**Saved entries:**
- - -

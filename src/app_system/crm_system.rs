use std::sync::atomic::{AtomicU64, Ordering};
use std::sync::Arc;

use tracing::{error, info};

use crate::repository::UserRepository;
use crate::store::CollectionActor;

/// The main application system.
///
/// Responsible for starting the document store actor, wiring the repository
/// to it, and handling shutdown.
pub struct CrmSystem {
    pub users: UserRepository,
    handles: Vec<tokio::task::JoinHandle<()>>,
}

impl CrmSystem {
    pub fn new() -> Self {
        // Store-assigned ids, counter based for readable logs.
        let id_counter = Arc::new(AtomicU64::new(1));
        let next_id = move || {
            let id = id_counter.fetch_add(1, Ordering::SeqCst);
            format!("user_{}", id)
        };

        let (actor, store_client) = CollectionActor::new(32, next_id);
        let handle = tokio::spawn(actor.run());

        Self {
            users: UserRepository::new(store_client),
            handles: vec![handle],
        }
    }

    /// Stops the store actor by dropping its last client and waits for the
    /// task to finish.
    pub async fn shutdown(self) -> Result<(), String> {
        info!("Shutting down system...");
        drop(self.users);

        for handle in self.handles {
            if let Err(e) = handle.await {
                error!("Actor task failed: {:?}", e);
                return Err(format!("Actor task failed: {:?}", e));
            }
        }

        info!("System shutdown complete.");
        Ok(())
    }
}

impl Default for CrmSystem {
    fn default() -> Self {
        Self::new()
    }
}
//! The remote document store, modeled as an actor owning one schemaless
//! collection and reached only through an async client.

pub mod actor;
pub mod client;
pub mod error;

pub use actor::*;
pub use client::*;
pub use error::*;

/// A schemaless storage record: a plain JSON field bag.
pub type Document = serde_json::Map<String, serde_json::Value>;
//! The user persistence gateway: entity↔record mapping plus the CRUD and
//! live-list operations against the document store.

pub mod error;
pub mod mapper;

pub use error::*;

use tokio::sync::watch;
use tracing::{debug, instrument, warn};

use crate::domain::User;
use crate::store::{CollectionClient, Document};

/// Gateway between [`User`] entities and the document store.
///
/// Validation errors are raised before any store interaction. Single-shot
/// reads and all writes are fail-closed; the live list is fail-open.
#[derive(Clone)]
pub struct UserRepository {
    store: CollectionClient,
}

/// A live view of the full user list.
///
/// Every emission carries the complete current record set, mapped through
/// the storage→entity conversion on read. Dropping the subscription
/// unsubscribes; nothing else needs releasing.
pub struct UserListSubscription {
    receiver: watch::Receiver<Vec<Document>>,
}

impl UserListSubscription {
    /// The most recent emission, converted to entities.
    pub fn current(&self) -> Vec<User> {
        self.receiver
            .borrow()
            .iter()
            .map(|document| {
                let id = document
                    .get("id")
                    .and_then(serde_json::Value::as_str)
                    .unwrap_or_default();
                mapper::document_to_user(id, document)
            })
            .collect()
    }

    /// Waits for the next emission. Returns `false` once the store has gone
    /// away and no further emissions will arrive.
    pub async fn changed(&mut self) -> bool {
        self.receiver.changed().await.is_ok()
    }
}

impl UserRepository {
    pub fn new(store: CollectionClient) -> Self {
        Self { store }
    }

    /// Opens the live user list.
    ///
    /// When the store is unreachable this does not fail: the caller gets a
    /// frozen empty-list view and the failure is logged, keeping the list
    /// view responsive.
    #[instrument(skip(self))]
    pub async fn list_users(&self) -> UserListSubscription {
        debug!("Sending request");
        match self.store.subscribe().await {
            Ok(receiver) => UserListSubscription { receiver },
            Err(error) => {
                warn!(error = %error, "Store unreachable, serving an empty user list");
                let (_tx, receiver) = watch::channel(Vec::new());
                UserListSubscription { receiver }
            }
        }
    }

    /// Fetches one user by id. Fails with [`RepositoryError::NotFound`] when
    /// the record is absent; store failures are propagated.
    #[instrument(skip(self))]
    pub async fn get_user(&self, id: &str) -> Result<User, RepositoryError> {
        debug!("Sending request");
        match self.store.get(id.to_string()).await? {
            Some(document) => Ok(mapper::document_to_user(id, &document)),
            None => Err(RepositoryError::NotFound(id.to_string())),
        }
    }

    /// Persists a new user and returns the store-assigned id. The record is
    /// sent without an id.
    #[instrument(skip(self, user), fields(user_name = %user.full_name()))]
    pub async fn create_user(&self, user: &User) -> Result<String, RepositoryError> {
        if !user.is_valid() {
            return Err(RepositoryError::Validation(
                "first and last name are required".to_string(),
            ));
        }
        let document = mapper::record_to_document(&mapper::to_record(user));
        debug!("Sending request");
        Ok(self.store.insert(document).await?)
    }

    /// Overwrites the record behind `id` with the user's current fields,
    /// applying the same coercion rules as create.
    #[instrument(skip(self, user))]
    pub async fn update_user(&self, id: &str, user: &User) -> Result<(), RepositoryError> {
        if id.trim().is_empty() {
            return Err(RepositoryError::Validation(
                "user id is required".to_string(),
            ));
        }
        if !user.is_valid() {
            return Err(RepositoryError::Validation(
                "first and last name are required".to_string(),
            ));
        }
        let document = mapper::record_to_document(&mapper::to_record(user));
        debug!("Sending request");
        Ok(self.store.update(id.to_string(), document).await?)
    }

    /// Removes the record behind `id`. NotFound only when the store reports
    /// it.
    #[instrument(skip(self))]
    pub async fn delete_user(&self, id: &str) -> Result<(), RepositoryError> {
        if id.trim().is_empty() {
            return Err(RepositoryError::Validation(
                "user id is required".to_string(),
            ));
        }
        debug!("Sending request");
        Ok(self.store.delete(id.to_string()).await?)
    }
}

- - -

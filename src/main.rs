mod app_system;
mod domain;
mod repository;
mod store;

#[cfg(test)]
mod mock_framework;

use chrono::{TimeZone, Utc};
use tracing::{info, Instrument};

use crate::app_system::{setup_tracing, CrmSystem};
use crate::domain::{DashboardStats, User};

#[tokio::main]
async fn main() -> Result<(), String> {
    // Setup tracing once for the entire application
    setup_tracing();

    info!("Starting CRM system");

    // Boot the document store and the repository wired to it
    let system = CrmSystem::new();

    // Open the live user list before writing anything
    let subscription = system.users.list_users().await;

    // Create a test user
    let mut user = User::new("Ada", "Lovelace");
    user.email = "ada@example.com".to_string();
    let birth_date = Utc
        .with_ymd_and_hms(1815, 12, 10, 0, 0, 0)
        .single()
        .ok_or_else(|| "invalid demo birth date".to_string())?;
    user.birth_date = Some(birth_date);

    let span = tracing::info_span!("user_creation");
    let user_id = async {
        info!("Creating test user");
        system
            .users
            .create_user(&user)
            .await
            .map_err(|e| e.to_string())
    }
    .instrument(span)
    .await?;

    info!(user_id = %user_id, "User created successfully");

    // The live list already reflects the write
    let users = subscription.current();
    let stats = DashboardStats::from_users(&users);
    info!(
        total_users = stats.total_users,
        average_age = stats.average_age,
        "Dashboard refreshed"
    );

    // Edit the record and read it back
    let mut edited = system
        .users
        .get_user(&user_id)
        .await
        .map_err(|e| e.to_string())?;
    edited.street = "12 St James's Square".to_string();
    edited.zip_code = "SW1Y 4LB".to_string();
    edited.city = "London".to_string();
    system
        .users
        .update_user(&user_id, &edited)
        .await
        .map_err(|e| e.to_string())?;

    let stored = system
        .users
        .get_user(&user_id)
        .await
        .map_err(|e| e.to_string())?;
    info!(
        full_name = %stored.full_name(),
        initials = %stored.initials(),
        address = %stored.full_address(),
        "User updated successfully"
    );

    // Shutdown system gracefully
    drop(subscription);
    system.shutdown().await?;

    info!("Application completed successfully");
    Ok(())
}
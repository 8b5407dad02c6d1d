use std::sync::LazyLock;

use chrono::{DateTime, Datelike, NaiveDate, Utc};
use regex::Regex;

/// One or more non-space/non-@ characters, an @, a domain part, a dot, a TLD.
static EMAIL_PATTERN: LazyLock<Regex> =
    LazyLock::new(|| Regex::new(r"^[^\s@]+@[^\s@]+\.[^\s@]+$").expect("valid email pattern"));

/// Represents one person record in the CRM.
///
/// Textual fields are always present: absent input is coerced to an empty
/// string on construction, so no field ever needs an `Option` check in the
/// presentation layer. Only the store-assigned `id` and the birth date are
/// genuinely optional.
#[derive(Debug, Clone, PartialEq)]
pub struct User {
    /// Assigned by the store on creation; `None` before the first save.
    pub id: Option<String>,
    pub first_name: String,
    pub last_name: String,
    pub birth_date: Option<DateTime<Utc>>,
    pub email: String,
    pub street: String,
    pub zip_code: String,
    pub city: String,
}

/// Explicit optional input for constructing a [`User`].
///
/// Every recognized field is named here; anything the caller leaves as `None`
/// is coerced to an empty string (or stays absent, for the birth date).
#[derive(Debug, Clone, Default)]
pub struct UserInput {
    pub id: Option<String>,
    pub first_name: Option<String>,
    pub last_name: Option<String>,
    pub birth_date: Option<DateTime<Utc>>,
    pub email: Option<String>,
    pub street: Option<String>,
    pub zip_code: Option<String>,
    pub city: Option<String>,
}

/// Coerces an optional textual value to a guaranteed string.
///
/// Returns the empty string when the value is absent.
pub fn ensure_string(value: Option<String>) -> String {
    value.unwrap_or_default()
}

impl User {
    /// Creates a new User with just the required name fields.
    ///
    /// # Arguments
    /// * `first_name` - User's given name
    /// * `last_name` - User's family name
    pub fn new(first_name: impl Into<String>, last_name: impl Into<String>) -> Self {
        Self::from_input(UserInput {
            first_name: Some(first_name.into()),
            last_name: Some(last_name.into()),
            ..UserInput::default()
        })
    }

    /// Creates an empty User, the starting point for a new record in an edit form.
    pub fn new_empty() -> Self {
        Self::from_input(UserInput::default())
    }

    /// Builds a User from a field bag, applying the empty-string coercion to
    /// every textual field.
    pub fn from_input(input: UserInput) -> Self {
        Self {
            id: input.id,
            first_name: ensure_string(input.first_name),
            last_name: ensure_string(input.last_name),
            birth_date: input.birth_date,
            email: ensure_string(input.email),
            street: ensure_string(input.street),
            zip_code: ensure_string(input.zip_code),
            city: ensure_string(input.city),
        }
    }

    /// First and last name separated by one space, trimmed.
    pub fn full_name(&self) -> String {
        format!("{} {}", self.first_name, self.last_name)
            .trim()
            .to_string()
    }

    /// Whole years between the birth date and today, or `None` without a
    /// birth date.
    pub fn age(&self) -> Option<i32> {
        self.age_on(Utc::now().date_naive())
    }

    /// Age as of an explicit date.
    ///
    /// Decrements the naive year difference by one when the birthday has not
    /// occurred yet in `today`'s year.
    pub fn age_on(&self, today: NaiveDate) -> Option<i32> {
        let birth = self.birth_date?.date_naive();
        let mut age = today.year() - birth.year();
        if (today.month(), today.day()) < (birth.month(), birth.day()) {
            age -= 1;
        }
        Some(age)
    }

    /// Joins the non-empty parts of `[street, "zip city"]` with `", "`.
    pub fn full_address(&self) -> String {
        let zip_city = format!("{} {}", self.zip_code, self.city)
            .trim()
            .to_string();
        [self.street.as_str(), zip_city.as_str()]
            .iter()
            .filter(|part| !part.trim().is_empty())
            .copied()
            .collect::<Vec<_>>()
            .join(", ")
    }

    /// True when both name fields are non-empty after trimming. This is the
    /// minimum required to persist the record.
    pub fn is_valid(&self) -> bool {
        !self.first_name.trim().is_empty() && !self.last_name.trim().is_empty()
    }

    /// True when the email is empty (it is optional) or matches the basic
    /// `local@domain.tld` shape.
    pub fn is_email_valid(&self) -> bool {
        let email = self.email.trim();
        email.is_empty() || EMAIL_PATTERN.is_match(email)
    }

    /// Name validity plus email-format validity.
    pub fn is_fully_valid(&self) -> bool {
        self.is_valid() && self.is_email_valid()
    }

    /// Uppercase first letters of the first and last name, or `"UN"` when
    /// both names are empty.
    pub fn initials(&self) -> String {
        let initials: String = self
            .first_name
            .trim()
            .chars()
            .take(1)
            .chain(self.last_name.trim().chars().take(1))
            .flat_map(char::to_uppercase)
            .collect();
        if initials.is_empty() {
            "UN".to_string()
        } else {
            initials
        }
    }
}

- - -

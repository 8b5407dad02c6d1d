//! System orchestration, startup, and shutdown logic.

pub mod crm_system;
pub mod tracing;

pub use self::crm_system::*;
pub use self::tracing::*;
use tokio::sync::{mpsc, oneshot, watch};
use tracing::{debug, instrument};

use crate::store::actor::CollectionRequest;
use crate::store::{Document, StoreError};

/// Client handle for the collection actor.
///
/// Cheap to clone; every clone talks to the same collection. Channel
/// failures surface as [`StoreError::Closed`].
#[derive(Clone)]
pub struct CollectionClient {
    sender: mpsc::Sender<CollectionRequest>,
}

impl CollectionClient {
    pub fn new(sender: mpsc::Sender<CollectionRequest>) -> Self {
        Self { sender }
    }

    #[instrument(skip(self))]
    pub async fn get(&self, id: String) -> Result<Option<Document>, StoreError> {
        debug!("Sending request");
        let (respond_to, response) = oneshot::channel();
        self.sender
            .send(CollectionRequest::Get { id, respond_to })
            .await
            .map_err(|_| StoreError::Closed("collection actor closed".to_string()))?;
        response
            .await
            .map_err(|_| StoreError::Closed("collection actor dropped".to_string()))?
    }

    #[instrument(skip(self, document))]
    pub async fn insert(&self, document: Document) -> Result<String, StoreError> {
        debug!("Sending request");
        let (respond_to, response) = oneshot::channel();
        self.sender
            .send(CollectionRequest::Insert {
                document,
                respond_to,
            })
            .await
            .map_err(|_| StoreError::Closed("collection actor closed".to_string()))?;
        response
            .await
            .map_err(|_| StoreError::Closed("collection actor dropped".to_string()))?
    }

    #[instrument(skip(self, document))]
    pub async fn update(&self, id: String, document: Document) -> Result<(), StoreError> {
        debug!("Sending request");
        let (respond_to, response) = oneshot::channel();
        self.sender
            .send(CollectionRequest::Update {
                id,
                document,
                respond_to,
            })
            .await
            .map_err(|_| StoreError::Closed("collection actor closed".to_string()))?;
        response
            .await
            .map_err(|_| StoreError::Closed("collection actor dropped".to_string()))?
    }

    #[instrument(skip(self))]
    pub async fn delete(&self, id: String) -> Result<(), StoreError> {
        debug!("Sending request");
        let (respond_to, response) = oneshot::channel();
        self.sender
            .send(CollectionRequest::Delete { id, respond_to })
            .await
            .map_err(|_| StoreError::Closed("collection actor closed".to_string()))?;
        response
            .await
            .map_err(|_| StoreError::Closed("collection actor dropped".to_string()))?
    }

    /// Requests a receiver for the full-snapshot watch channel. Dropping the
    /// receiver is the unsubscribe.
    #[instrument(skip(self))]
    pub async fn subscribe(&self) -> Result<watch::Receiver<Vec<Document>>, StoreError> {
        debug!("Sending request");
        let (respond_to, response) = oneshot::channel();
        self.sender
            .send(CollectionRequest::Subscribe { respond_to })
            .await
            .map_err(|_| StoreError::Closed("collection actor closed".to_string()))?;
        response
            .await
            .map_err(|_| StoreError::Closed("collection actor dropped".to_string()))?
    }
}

- - -

**Task instructions:**
Provide the count of lines above that contain "test", without any other words.

**Written answer:**
3